O artigo 395.º n.º 1 do Código do Trabalho exige que o trabalhador resolva o contrato por escrito “com indicação sucinta dos factos” (o sublinhado é nosso) que justificam a resolução, sendo que, de acordo com o n.º 3 do artigo 398.º do mesmo Código “[n]a ação em que for apreciada a ilicitude da resolução, apenas são atendíveis os para a justificar os factos constantes da comunicação referida no n.º 1 do artigo 395.º”. Antes de mais sublinhe-se que este regime não é, ou não é inteiramente, simétrico em relação ao procedimento a adotar pelo empregador para proceder a um despedimento disciplinar em que a lei exige que na nota de culpa se faça uma descrição circunstanciada dos factos imputados ao trabalhador (n.º 1 do artigo 353.º do Código do Trabalho), sendo que na decisão não poderão ser invocados factos não constantes da nota de culpa, nem da defesa do trabalhador, salvo se atenuarem a responsabilidade.
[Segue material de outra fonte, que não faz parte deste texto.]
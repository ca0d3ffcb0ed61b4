//! Table Entry Module
//!
//! Defines the structure for individual table entries with TTL support.

use std::time::{Duration, Instant};

use bytes::Bytes;

// == Table Entry ==
/// Represents a single table entry with its key, value and metadata.
#[derive(Debug, Clone)]
pub struct TableEntry<V> {
    /// The key as it was first inserted (original spelling)
    pub key: Bytes,
    /// The stored value
    pub value: V,
    /// Insertion sequence number, defines iteration order
    pub seq: u64,
    /// Insertion or last overwrite time
    pub stored_at: Instant,
}

impl<V> TableEntry<V> {
    // == Constructor ==
    /// Creates a new entry stamped with the current time.
    pub fn new(key: Bytes, value: V, seq: u64) -> Self {
        Self {
            key,
            value,
            seq,
            stored_at: Instant::now(),
        }
    }

    // == Is Expired ==
    /// Checks if the entry has outlived the table's timeout.
    ///
    /// An entry is expired once the elapsed time is greater than or equal to
    /// the timeout. Tables without a timeout never expire entries.
    pub fn is_expired(&self, ttl: Option<Duration>) -> bool {
        match ttl {
            Some(ttl) => self.stored_at.elapsed() >= ttl,
            None => false,
        }
    }

    // == Refresh ==
    /// Replaces the value and restarts the entry's lifetime, returning the old value.
    pub fn refresh(&mut self, value: V) -> V {
        self.stored_at = Instant::now();
        std::mem::replace(&mut self.value, value)
    }
}
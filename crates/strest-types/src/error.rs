use thiserror::Error;

/// Errors raised while reading or writing a [`crate::DynMap`].
#[derive(Error, Debug, Clone, PartialEq, Eq)]
#[non_exhaustive]
pub enum TypesError {
    /// A dotted-path write found a non-map value sitting at an intermediate
    /// path segment, e.g. `put_dotted("a.b", v)` when `a` already holds a
    /// string.
    #[error("cannot descend into \"{key}\": an existing non-map value occupies this path segment")]
    NotAMap { key: String },

    /// The value at a key could not be converted to the requested type.
    #[error("value at \"{key}\" is not a {expected}")]
    WrongType { key: String, expected: &'static str },
}
//! Error type for router tables and the shard manager.

#[derive(Debug, thiserror::Error)]
#[non_exhaustive]
pub enum ShardError {
    #[error("router table dynmap is missing required field `{field}`")]
    MissingField { field: &'static str },

    #[error("partition {partition} is out of bounds (total_partitions={total})")]
    PartitionOutOfBounds { partition: usize, total: usize },

    #[error("router table has unaccounted-for partitions: {accounted}/{total} assigned")]
    IncompleteCoverage { accounted: usize, total: usize },

    #[error("rejecting router table revision {new} which is not newer than current revision {current}")]
    StaleRevision { current: i64, new: i64 },

    #[error("no router table is loaded yet")]
    NoTable,

    #[error("no seed endpoint returned a usable router table")]
    NoSeedSucceeded,

    #[error("reading or writing the persisted router table failed")]
    Persistence(#[from] std::io::Error),

    #[error("router table JSON was malformed")]
    Json(#[from] serde_json::Error),

    #[error("bootstrap HTTP request failed")]
    Http(#[from] reqwest::Error),

    #[error("client error talking to a shard peer")]
    Client(#[from] strest_client::ClientError),

    #[error("failed to register a rebalance control route")]
    ControlRegistration(#[from] strest_server::ServerError),
}
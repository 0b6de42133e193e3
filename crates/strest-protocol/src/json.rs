//! Line-delimited JSON codec: one `Request`/`Response` envelope per line,
//! used by the JSON-socket transport (`strest-server`) and by
//! `tokio_util::codec::LinesCodec` on both ends of the wire.

use crate::envelope::{Request, Response};
use crate::error::ProtocolError;

pub fn encode_request(req: &Request) -> Result<Vec<u8>, ProtocolError> {
    Ok(serde_json::to_vec(&req.to_json()?)?)
}

pub fn decode_request(bytes: &[u8]) -> Result<Request, ProtocolError> {
    let value = serde_json::from_slice(bytes)?;
    Request::from_json(value)
}

pub fn encode_response(resp: &Response) -> Result<Vec<u8>, ProtocolError> {
    Ok(serde_json::to_vec(&resp.to_json()?)?)
}

pub fn decode_response(bytes: &[u8]) -> Result<Response, ProtocolError> {
    let value = serde_json::from_slice(bytes)?;
    Response::from_json(value)
}

#[cfg(test)]
mod tests {
    use super::*;
    use crate::wire::Method;

    #[test]
    fn encode_then_decode_request_preserves_uri_and_method() {
        let mut req = Request::new("/ping", Method::Get);
        req.txn_id = "1".to_string();
        let bytes = encode_request(&req).unwrap();
        let back = decode_request(&bytes).unwrap();
        assert_eq!(back.uri, "/ping");
        assert_eq!(back.method, Method::Get);
        assert_eq!(back.txn_id, "1");
    }
}
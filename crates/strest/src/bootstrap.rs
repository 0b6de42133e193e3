//! Wiring helpers: a `tracing` init matching the teacher crates' standard
//! env-filter setup, and a small convenience that wires a [`strest_server::Server`]
//! together with a [`strest_shard::ShardManager`] and its control routes.

use std::sync::Arc;

use strest_server::{Server, ServerConfig};
use strest_shard::{NullPartitioner, Partitioner, ShardConfig, ShardManager};

/// Initializes a `tracing` subscriber from `RUST_LOG` (defaulting to
/// `info`), matching the env-filter + fmt setup used throughout this
/// workspace's teacher crates.
pub fn init_tracing() {
    use tracing_subscriber::{fmt, EnvFilter};
    let filter = EnvFilter::try_from_default_env().unwrap_or_else(|_| EnvFilter::new("info"));
    let _ = fmt().with_env_filter(filter).try_init();
}

#[derive(Debug, Clone)]
pub struct ShardedServiceConfig {
    pub server: ServerConfig,
    pub shard: ShardConfig,
}

impl ShardedServiceConfig {
    pub fn new(service_name: impl Into<String>, my_entry_id: impl Into<String>) -> Self {
        ShardedServiceConfig {
            server: ServerConfig::default(),
            shard: ShardConfig::new(service_name, my_entry_id),
        }
    }
}

/// A server wired up with sharded routing: the control routes are
/// registered on the same [`strest_server::Router`] the application's own
/// handlers register against.
#[derive(Debug)]
pub struct ShardedService {
    pub server: Server,
    pub shard_manager: Arc<ShardManager>,
}

impl ShardedService {
    /// Builds the service, loading a persisted router table from disk if
    /// one exists, then falling back to the seed HTTP endpoints.
    pub async fn bootstrap(config: ShardedServiceConfig, partitioner: Arc<dyn Partitioner>) -> Result<Self, strest_shard::ShardError> {
        let server = Server::new(config.server);
        let seed_http_urls = config.shard.seed_http_urls.clone();
        let shard_manager = Arc::new(ShardManager::from_config(config.shard, partitioner));

        if shard_manager.load().await.is_err() && !seed_http_urls.is_empty() {
            shard_manager.bootstrap_seed(&seed_http_urls).await?;
        }

        let router = server.router();
        strest_shard::control::register(&router, shard_manager.clone()).await?;

        Ok(ShardedService { server, shard_manager })
    }

    /// Builds the service with no data migration hook, for services that
    /// only need partition ownership and routing, not local data movement.
    pub async fn bootstrap_without_partitioner(config: ShardedServiceConfig) -> Result<Self, strest_shard::ShardError> {
        Self::bootstrap(config, Arc::new(NullPartitioner)).await
    }

    pub async fn run(&self) -> Result<(), strest_server::ServerError> {
        self.server.run().await
    }
}
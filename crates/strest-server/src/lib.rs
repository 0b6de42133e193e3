//! STREST server: a method-scoped, longest-prefix-match URI [`Router`],
//! transaction handles ([`Txn`]) honoring the single/multi accept
//! invariants, and three transports (JSON socket, binary socket, HTTP)
//! built on top of the same dispatch path.
#![warn(missing_debug_implementations, rust_2018_idioms, unreachable_pub)]
#![deny(unsafe_code)]

pub mod config;
pub mod control;
mod dispatch;
mod error;
pub mod filter;
pub mod handler;
pub mod router;
mod server;
pub mod transport;
pub mod txn;

pub use config::ServerConfig;
pub use error::ServerError;
pub use filter::{Filter, FilterChain};
pub use handler::{FnHandler, Handler};
pub use router::Router;
pub use server::Server;
pub use txn::Txn;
Escrita por um leigo, num momento em que não tem frequentemente (e não é legalmente obrigado a ter) qualquer apoio jurídico, o sentido da carta é, de acordo com a própria impressão do destinatário, o de uma resolução do contrato com justa causa – a referência à denúncia, que, aliás, entra em conflito com a indicação de “justa causa de resolução”, não é evidentemente relevante – com fundamento em “falta culposa de pagamento pontual da retribuição”, porque esse é o teor literal da alínea a) do n.º 2 do artigo 394.º para o qual se remete. Discorda-se, assim, do douto Parecer do Ministério Público junto aos autos neste Tribunal que fala de uma ausência total de menção de factos na carta, porquanto importa atender à remissão que nela é feita.

De entre o elenco exemplificativo (“nomeadamente”) de comportamentos do empregador que podem constituir justa causa de resolução do contrato pelo trabalhador consta, logo na primeira alínea do n.º 2, a falta culposa de pagamento pontual da retribuição.

Com efeito, não só a retribuição é um elemento essencial para a própria existência de um contrato de trabalho, como a obrigação de pagar a retribuição pontualmente é uma das obrigações principais do empregador (artigo 127.º, n.º 1, alínea b), do Código do Trabalho). A hipótese ou previsão legal da alínea a) do n.º 2 do artigo 394.º elenca um único comportamento do empregador – ao contrário de outras, como a alínea b) – sendo que a remissão feita na carta do trabalhador circunscreve, ainda que de maneira sucinta (mas a lei não exige mais) o facto imputado ao empregador. E em princípio se for provada a falta culposa de pagamento pontual da retribuição, até pela importância fundamental que a retribuição assume na economia do contrato, ela será justa causa de resolução. O Acórdão recorrido afirma, a dado passo, que falta conhecer outras circunstâncias que podem ser relevantes – assim, por exemplo, o montante em falta e a duração da mora do empregador. Tal é, sem dúvida, exato – assim, por exemplo, se a falta de pagamento pontual da retribuição se prolongar por 60 dias existirá uma presunção inilidível de culpa e se for por período inferior apenas uma presunção ilidível, e pode suceder que o montante em incumprimento não seja considerado suficiente para a resolução – mas é o que se deverá apurar no processo judicial. O que é certo é que o objeto deste já foi circunscrito: trata-se de determinar se houve ou não uma falta culposa de pagamento da retribuição que justifique a resolução.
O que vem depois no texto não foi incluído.